WHAT YOU ARE ASKED TO DO> Scan the records below. Report the number of lines containing the word "tipos", and nothing more.

SOURCE DATA>

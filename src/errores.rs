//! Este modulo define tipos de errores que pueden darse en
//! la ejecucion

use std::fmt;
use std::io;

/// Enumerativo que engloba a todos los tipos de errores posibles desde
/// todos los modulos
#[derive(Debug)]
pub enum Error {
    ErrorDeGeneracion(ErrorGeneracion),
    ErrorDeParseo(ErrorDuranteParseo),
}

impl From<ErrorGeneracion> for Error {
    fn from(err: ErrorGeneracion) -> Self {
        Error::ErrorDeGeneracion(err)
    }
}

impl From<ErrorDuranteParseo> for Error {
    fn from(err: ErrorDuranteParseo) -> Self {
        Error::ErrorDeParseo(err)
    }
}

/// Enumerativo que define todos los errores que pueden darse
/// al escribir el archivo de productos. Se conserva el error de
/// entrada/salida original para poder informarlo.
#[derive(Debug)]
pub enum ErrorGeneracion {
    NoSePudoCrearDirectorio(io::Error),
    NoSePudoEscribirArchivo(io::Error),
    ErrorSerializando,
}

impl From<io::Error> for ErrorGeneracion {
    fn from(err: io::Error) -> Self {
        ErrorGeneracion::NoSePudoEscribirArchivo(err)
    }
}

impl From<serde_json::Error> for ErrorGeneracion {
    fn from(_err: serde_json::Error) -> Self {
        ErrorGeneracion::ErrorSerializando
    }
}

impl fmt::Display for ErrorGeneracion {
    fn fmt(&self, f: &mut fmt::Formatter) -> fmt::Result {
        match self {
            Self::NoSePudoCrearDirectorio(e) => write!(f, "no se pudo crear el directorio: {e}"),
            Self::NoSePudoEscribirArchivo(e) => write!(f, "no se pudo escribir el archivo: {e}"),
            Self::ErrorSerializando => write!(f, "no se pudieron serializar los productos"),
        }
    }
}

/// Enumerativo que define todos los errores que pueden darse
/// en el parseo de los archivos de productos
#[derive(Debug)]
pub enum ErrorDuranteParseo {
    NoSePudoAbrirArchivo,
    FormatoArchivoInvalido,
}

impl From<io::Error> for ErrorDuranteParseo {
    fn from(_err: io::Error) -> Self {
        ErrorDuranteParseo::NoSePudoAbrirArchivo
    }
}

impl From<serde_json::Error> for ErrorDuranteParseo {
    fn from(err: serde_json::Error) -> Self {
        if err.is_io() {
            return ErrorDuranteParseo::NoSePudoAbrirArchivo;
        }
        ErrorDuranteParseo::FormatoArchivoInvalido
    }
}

==

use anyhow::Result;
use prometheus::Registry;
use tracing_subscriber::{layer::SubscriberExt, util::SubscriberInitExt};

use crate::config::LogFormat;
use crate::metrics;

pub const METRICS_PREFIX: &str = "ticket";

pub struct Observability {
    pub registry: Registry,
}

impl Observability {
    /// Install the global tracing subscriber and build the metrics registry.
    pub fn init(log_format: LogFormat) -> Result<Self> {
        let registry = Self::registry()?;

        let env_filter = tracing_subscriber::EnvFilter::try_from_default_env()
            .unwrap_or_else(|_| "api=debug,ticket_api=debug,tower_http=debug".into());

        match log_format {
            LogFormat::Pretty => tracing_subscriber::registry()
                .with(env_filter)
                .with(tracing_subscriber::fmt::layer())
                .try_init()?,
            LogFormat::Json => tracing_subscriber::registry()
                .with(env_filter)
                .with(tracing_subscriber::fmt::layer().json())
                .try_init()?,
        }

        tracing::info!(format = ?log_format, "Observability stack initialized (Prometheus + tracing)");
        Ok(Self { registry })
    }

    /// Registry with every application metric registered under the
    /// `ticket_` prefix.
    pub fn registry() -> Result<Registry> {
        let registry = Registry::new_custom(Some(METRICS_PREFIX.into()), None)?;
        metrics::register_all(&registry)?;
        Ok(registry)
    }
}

OUTPUT FOR THIS TASK> 2